Wednesday, 30 September 2009

Bad blood leads to good ideas

There are books that change your mind about things. They can either persuade you that you were wrong in a previous belief, or they can at least push you to make up your mind about something which didn’t previously seem so certain. That’s what Jeremy Whittle’s Bad Blood did for me.

This doesn’t mean it’s actually a good book. In fact, the quality of Whittle’s writing is astounding only in the sense that it’s hard to believe he’s a journalist. ‘Would have benefited from extensive editing’ sums it up. A good start would be to eliminate the repetition of thoughts in successive chapters, and sometimes even in successive sentences.

Despite the writing, Whittle paints a compelling picture of the damage doping does to cycling in general and the Tour de France in particular. It has certainly made me abandon a certain ambivalence I used to have, summed up by the question ‘if you can’t eliminate doping, should we just legalise it, if only to re-establish a level playing field?’ No, we shouldn’t. If high performance requires people to do to their bodies what doping does to them, we should settle for lower performance.

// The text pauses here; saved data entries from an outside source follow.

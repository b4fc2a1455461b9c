use chrono::NaiveDate;

use super::*;
use crate::render::surface::Extents;

/// Metrics where every char is an 8pt cell on a 12pt line.
struct FixedMetrics;

impl TextMetrics for FixedMetrics {
    fn set_font(&mut self, _font: &FontSpec) {}

    fn measure_text(&mut self, text: &str) -> Extents {
        if text.is_empty() {
            return Extents::default();
        }
        Extents {
            width: 8.0 * text.chars().count() as f64,
            height: 12.0,
        }
    }
}

fn d(y: i32, m: u32, day: u32) -> NaiveDate {
    NaiveDate::from_ymd_opt(y, m, day).unwrap()
}

fn spec() -> CalendarSpec {
    CalendarSpec {
        birth_date: d(1990, 6, 15),
        title: "Your Life in Weeks".to_owned(),
        age_rows: 80,
        darken_until: Some(d(2020, 1, 1)),
        sidebar_text: None,
        subtitle_text: None,
    }
}

fn rects(ops: &[DrawOp]) -> Vec<(Rect, Rgb, Rgb, f64)> {
    ops.iter()
        .filter_map(|op| match op {
            DrawOp::Rect {
                rect,
                stroke,
                fill,
                stroke_width,
            } => Some((*rect, *stroke, *fill, *stroke_width)),
            _ => None,
        })
        .collect()
}

#[test]
fn validate_flags_overlong_titles() {
    let style = Style::poster();

    let mut ok = spec();
    ok.title = "x".repeat(50);
    validate(&ok, &style).unwrap();

    let mut long = spec();
    long.title = "x".repeat(51);
    let err = validate(&long, &style).unwrap_err();
    assert!(matches!(err, LifegridError::Validation(_)), "{err}");
    assert!(err.to_string().contains("title must be at most 50 characters"));
}

#[test]
fn validate_flags_age_outside_bounds() {
    let style = Style::poster();

    for age in [MIN_AGE_ROWS, MAX_AGE_ROWS] {
        let mut s = spec();
        s.age_rows = age;
        validate(&s, &style).unwrap();
    }

    for age in [MIN_AGE_ROWS - 1, MAX_AGE_ROWS + 1] {
        let mut s = spec();
        s.age_rows = age;
        let err = validate(&s, &style).unwrap_err();
        assert!(err.to_string().contains("age must be between 80 and 100"), "{err}");
    }
}

#[test]
fn compose_rejects_invalid_specs_up_front() {
    let mut bad = spec();
    bad.age_rows = 79;
    let err = compose(&bad, &Style::poster(), &mut FixedMetrics).unwrap_err();
    assert!(matches!(err, LifegridError::Validation(_)), "{err}");
}

#[test]
fn background_opens_and_page_seal_closes_the_sequence() {
    let style = Style::poster();
    let ops = compose(&spec(), &style, &mut FixedMetrics).unwrap();

    let DrawOp::Rect { rect, fill, .. } = &ops[0] else {
        panic!("expected background Rect, got {:?}", ops[0]);
    };
    assert_eq!(*fill, style.palette.background);
    assert_eq!(rect.x1 - rect.x0, style.page.width);
    assert_eq!(rect.y1 - rect.y0, style.page.height);

    assert_eq!(ops.last(), Some(&DrawOp::FinishPage));
}

#[test]
fn rect_census_counts_cells_and_legend() {
    let ops = compose(&spec(), &Style::poster(), &mut FixedMetrics).unwrap();
    // Background, one box per week cell, two legend swatches.
    assert_eq!(rects(&ops).len(), 1 + 80 * WEEK_COLUMNS + 2);
}

#[test]
fn first_cell_rect_sits_on_the_grid_origin() {
    let style = Style::poster();
    let ops = compose(&spec(), &style, &mut FixedMetrics).unwrap();
    let rects = rects(&ops);

    let box_size = cell_box_size(
        style.page.height,
        style.margins.top,
        style.margins.bottom,
        80,
        style.margins.box_margin,
    )
    .unwrap();
    let x_margin = grid_x_margin(style.page.width, box_size, style.margins.box_margin);

    let (rect, stroke, _, stroke_width) = rects[1];
    assert!((rect.x0 - x_margin).abs() <= 1e-9);
    assert!((rect.y0 - style.margins.top).abs() <= 1e-9);
    assert!((rect.x1 - rect.x0 - box_size).abs() <= 1e-9);
    assert_eq!(stroke, style.palette.border);
    assert_eq!(stroke_width, style.margins.box_line_width);
}

#[test]
fn legend_swatches_are_the_last_two_rects() {
    let style = Style::poster();
    let ops = compose(&spec(), &style, &mut FixedMetrics).unwrap();
    let rects = rects(&ops);

    let n = rects.len();
    assert_eq!(rects[n - 2].2, style.palette.birthday);
    assert_eq!(rects[n - 1].2, style.palette.new_year);
}

#[test]
fn sidebar_rotation_brackets_its_text() {
    let mut with_sidebar = spec();
    with_sidebar.sidebar_text = Some("one week per box".to_owned());
    let ops = compose(&with_sidebar, &Style::poster(), &mut FixedMetrics).unwrap();

    let bracketed = ops.windows(3).any(|w| {
        matches!(
            w,
            [
                DrawOp::Rotate { radians: a },
                DrawOp::Text { text, .. },
                DrawOp::Rotate { radians: b },
            ] if *a < 0.0 && *b > 0.0 && text == "one week per box"
        )
    });
    assert!(bracketed, "no rotate/text/rotate run found");

    let plain = compose(&spec(), &Style::poster(), &mut FixedMetrics).unwrap();
    assert!(!plain.iter().any(|op| matches!(op, DrawOp::Rotate { .. })));
}

#[test]
fn cell_fill_darkens_with_clamp() {
    let mut style = Style::poster();
    let cell = Cell {
        row: 0,
        col: 0,
        week_start: d(1990, 6, 10),
        class: CellClass::Birthday,
        darkened: true,
    };

    let fill = cell_fill(&style, &cell);
    assert!((fill.r - 0.1).abs() <= 1e-9);

    // A deeper delta bottoms out at black instead of going negative.
    style.darken_delta = -0.9;
    let fill = cell_fill(&style, &cell);
    assert_eq!(fill, Rgb::new(0.0, 0.0, 0.0));

    let mut bright = cell;
    bright.darkened = false;
    assert_eq!(cell_fill(&style, &bright), style.palette.birthday);
}

#[test]
fn plain_style_skips_the_masthead() {
    let style = Style::plain();
    let ops = compose(&spec(), &style, &mut FixedMetrics).unwrap();
    assert!(
        !ops.iter()
            .any(|op| matches!(op, DrawOp::Text { text, .. } if *text == style.masthead_text))
    );

    let poster = Style::poster();
    let ops = compose(&spec(), &poster, &mut FixedMetrics).unwrap();
    assert!(
        ops.iter()
            .any(|op| matches!(op, DrawOp::Text { text, .. } if *text == poster.masthead_text))
    );
}

#[test]
fn compose_is_deterministic_under_fixed_metrics() {
    let a = compose(&spec(), &Style::poster(), &mut FixedMetrics).unwrap();
    let b = compose(&spec(), &Style::poster(), &mut FixedMetrics).unwrap();
    assert_eq!(a, b);
}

That being said, Whittle also shows clearly that doping turns good riders into superstars, and superstars earn colossal sums both for themselves and for the sporting authorities. So we’re talking about an illegal but hugely remunerative activity, which sounds like the start of a pretty nasty conspiracy. The book demonstrates how anyone who tries to speak out against doping, cyclist or journalist, is systematically marginalised and silenced by other competitors with the connivance of the very authorities who should be stamping out the practice.

So doping is likely to be around a long time, with all the corruption it brings in its wake.

My initial reaction was one of depression. But then I realised that there really isn’t a wind so ill that it can blow no good at all. Turn it around: if doping is the key to the Tour de France, then the Tour de France becomes a huge, prestigious, annual tribute to the pharmaceutical industry. We all need pharmaceuticals at different times. But where are the equivalents of the Oscars, the literary prizes, the prestigious awards for this essential industry?


Well, now there is one.

Perhaps we should celebrate the fact. Perhaps, indeed, we should look at extending the model into other industries not currently recognised for all they do. For instance, in this country politicians regularly tell us that we need the armaments industry. It’s a major source of employment. Obviously, it leads to a lot of people being killed, but they’re a long way away whereas the unemployed are on our doorstep. It seems a small price to pay for all those jobs, here, at home.

So here is my modest proposal for a fitting tribute to this major benefactor of humanity. Or some of humanity. Let’s have a yearly, international sporting event to celebrate its successes. The main event should be a marathon, because arms production like war itself just goes on and on long beyond the point where you’d think we’d had enough. We could call it ‘The Tony Blair International Marathon in honour of the charitable use of lethal weapons’.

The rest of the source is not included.